- [What to produce]:
In the entries below, how many lines contain "ExitCode"? Answer with the number and nothing else.

- [Given entries]:
↓
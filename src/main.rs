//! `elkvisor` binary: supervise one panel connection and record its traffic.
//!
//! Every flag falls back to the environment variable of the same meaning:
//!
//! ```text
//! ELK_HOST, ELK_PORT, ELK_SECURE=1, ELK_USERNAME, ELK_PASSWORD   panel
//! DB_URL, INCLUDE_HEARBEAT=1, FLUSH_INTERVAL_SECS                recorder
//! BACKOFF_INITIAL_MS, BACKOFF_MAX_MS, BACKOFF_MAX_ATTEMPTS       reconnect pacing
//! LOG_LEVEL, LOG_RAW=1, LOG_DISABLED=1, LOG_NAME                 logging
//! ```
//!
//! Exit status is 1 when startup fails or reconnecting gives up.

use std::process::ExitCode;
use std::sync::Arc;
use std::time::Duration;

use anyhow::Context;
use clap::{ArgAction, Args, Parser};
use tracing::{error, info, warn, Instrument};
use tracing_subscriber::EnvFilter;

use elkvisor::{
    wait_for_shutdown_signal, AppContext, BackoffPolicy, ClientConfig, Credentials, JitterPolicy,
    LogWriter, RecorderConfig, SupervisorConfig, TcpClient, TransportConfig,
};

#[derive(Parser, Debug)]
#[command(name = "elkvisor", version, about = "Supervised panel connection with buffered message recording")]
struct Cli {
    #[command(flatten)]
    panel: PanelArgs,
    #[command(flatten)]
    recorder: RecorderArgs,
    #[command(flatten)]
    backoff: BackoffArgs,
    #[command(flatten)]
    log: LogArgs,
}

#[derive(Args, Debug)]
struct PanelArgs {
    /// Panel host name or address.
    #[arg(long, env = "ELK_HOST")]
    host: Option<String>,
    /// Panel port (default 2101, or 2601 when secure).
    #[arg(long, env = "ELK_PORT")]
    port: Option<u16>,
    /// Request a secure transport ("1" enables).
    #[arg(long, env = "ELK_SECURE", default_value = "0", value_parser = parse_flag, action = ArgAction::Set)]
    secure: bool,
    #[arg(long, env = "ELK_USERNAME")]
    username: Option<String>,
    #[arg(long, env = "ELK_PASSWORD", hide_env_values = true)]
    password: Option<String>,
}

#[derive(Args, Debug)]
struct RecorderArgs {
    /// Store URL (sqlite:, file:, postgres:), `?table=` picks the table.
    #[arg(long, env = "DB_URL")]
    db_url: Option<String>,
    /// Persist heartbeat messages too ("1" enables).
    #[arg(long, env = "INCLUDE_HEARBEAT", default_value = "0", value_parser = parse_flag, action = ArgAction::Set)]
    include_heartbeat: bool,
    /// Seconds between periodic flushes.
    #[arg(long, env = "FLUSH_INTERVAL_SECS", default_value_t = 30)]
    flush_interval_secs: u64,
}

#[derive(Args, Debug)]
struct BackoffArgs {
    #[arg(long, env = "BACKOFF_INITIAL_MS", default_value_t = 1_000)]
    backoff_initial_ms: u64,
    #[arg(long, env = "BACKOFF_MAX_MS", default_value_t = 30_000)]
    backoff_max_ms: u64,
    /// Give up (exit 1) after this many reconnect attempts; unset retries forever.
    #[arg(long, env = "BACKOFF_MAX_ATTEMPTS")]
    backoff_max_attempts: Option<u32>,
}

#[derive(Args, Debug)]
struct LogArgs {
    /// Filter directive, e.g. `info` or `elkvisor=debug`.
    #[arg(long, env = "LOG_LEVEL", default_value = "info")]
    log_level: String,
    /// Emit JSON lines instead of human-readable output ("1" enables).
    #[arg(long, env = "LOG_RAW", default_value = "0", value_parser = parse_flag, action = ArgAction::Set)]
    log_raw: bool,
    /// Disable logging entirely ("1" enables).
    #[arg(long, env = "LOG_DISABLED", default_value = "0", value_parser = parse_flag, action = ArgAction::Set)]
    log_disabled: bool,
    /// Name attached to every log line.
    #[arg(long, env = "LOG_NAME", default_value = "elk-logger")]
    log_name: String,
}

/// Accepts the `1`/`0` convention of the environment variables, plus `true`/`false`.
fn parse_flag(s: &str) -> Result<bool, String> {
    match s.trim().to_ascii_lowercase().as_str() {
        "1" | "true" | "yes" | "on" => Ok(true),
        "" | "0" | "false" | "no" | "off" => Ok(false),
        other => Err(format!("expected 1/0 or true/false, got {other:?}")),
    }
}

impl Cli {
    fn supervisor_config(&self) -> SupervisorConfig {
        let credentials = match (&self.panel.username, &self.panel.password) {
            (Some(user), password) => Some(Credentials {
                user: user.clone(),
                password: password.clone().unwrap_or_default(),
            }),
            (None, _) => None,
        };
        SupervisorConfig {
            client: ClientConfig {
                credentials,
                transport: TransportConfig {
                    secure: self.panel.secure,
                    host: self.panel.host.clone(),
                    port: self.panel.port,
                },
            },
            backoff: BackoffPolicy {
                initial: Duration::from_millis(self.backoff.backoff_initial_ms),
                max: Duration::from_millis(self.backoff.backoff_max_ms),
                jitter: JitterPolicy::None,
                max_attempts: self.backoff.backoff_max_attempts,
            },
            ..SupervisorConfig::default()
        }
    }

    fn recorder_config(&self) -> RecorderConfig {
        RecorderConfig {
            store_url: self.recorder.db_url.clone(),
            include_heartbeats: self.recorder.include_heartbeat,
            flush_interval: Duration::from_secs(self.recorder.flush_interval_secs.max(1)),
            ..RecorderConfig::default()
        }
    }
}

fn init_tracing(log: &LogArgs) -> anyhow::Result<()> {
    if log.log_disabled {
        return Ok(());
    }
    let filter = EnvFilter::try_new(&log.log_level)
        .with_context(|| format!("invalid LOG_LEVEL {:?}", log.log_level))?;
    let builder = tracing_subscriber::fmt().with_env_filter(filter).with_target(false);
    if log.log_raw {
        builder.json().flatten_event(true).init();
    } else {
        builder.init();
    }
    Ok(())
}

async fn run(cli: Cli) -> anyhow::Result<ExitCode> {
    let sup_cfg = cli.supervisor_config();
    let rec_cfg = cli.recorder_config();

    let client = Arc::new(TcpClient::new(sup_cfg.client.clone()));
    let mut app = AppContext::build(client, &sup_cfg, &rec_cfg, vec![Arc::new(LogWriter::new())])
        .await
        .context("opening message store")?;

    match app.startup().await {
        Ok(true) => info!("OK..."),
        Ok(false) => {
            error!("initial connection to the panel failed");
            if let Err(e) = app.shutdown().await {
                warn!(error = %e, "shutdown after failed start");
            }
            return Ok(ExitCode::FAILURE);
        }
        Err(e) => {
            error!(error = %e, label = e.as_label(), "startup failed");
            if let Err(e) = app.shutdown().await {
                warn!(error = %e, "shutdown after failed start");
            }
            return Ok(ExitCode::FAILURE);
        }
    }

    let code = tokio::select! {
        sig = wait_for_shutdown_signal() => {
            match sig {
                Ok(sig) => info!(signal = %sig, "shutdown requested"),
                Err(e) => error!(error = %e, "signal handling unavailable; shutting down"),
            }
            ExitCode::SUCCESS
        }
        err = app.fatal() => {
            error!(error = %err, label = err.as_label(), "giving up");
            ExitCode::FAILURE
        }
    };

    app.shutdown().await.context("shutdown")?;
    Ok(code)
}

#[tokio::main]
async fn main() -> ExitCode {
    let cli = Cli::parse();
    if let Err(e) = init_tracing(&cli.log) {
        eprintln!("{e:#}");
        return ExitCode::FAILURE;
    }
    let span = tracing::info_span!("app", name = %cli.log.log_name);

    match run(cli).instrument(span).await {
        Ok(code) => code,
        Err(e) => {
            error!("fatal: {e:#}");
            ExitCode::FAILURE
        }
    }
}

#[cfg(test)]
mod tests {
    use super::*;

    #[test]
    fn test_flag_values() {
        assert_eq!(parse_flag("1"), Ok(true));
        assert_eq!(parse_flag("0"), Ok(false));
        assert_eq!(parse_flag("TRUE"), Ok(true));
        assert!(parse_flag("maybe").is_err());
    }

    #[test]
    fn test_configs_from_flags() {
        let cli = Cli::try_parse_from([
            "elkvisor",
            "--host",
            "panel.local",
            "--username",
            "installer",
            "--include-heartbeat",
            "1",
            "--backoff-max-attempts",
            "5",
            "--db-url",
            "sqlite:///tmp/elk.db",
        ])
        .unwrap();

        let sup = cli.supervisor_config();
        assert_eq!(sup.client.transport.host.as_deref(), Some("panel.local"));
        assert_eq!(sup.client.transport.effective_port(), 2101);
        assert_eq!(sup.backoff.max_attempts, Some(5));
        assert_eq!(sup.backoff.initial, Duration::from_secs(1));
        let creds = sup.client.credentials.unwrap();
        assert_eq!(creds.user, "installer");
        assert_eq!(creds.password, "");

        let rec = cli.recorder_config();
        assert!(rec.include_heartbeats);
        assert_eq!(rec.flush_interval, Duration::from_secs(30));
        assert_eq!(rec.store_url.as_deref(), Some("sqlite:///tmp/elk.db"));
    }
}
↑
- [Response to this task]:
9